Сидевший за массивным письменным столом Толик обернулся ко мне, посмотрел большими голубыми глазами на полузнакомого вооруженного мужика и неожиданно улыбнулся. Легкой такой белозубой улыбкой, совершенно безмятежной, будто и не на Толика направлено дуло старенького «ПМ».

– Здрасте, дядя Саша. А мне и не страшно вовсе. Знаете, я о чем думаю?

– О чем?

Хорошо, давай поговорим. Пока что главное – чтобы рука твоя не сделала последнего движения, вот тогда выйдет как-то не очень хорошо. Может, с тобой. Может, со мной. Тут уж кто раньше успеет.

Кстати, когда ты сидишь вполоборота ко мне, очень неудобно следить за твоей правой рукой. Ну почему же ты не левша – было бы спокойнее…

– Мы сейчас с вами похожи на двух самураев. Знаете, как они в Японии на мечах иногда дрались? На одно движение, кто раньше выхватит меч и нанесет удар. Мне Витькин брат рассказывал, Геныч, он на японское фехтование полгода ходил. Вот и мы сейчас – кто быстрее. Похоже, правда?

Я медленно кивнул.

– Похоже, Толя. Ты совершенно прав. А сейчас – положи карандаш, и мы с тобой еще поговорим. Хочешь – про самураев, хочешь – про что-нибудь другое.

– Не-а.

Толик снова улыбнулся.

– Бросьте пистолет, дядя Саша. Вот тогда и будем разговаривать.

Пат.
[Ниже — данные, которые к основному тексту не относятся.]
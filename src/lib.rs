//! # ackbus
//!
//! `ackbus` is an in-memory publish/subscribe broker with at-least-once
//! delivery. Every message a subscription receives is leased to one consumer
//! at a time and stays leased until it is acknowledged, nacked or its ack
//! deadline runs out; messages that keep failing go to a dead-letter topic.
//!
//! ## Core Modules
//!
//! - `broker`: topics, filtered subscriptions, lease tracking and dead-letter routing.
//! - `client`: the handler contract, a topic-bound publisher and the flow-controlled pull consumer.
//! - `transport`: push delivery over HTTP (envelope, axum endpoint, reqwest dispatcher).
//! - `config`: layered configuration loading.
//! - `demo`: the NBA game demo built on top of the broker.
//! - `utils`: error types and logging setup.

pub mod broker;
pub mod client;
pub mod config;
pub mod demo;
pub mod transport;
pub mod utils;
Мне так не хочется выяснять, кто из нас проворнее. Тем более, что, если выиграет мальчик, для него ничего не изменится. А если окажусь быстрее я, светит мне отправляться по этапу, трубить срок за убийство. Даже если я расскажу все без утайки в нашем суде, который, как известно, самый гуманный в мире, кто мне поверит? Разве что удастся по «дурной» статье отмазаться.
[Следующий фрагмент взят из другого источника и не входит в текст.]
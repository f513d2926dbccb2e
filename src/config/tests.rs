use super::load_config;
use super::settings::Settings;
use serial_test::serial;
use std::env;
use std::fs;
use tempfile::TempDir;

#[test]
fn test_default_settings() {
    let settings = Settings::default();
    assert_eq!(settings.server.host, "127.0.0.1");
    assert_eq!(settings.server.port, 8080);
    assert_eq!(settings.broker.ack_deadline_secs, 10);
    assert_eq!(settings.broker.max_delivery_attempts, 5);
    assert_eq!(settings.broker.push_max_outstanding, 10);
    assert_eq!(settings.demo.events, 15);
    assert!((settings.demo.failure_rate - 0.4).abs() < f64::EPSILON);
}

#[test]
#[serial]
fn test_load_config_from_file_overrides_defaults() {
    // load_config reads config/default.toml relative to the working directory
    let tmp = TempDir::new().expect("create tempdir");
    let orig = env::current_dir().expect("current_dir");
    env::set_current_dir(tmp.path()).expect("set current dir");

    fs::create_dir_all("config").expect("create config dir");
    let toml = r#"
        [server]
        host = "0.0.0.0"
        port = 9000

        [broker]
        ack_deadline_secs = 30
        max_delivery_attempts = 3

        [demo]
        failure_rate = 0.1
    "#;
    fs::write("config/default.toml", toml).expect("write config file");

    let cfg = load_config();
    env::set_current_dir(orig).expect("restore cwd");
    let cfg = cfg.expect("load_config failed");

    assert_eq!(cfg.server.host, "0.0.0.0");
    assert_eq!(cfg.server.port, 9000);
    assert_eq!(cfg.broker.ack_deadline_secs, 30);
    assert_eq!(cfg.broker.max_delivery_attempts, 3);
    // untouched keys keep their defaults
    assert_eq!(cfg.broker.push_max_outstanding, 10);
    assert_eq!(cfg.demo.events, 15);
    assert!((cfg.demo.failure_rate - 0.1).abs() < f64::EPSILON);
}

#[test]
#[serial]
fn test_load_config_from_environment() {
    temp_env::with_vars(
        [
            ("ACKBUS__SERVER__PORT", Some("7070")),
            ("ACKBUS__BROKER__PUSH_MAX_OUTSTANDING", Some("2")),
        ],
        || {
            let cfg = load_config().expect("load_config failed");
            assert_eq!(cfg.server.port, 7070);
            assert_eq!(cfg.broker.push_max_outstanding, 2);
            assert_eq!(cfg.server.host, "127.0.0.1");
        },
    );
}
Надеюсь, Толик не слышит, как у меня колотится сердце?

В нашем провинциальном городке про Толю Девяткина знали все. Еще бы, о художнике-вундеркинде писали в газетах и рассказывали по телевизору и радио. В шесть лет он лишился отца, тот пропал без вести. Мать Толика (кстати, она, как и сын, рисовала, но в ее творческой манере не было ничего особенного – разве что в выходные дни подрабатывала летом в парке, рисуя за небольшие деньги мгновенные шаржи на подвыпивших горожан) говорила, что муж, как обычно, ушел утром на работу – и домой уже не вернулся. Его искали, но не нашли – такое встречается сплошь и рядом, что поделаешь. Однако три года спустя мать тоже пропала, и тоже – с концами. Мальчик остался на попечении старой тетки, глухой, подслеповатой и, по словам некоторых, немного не в себе.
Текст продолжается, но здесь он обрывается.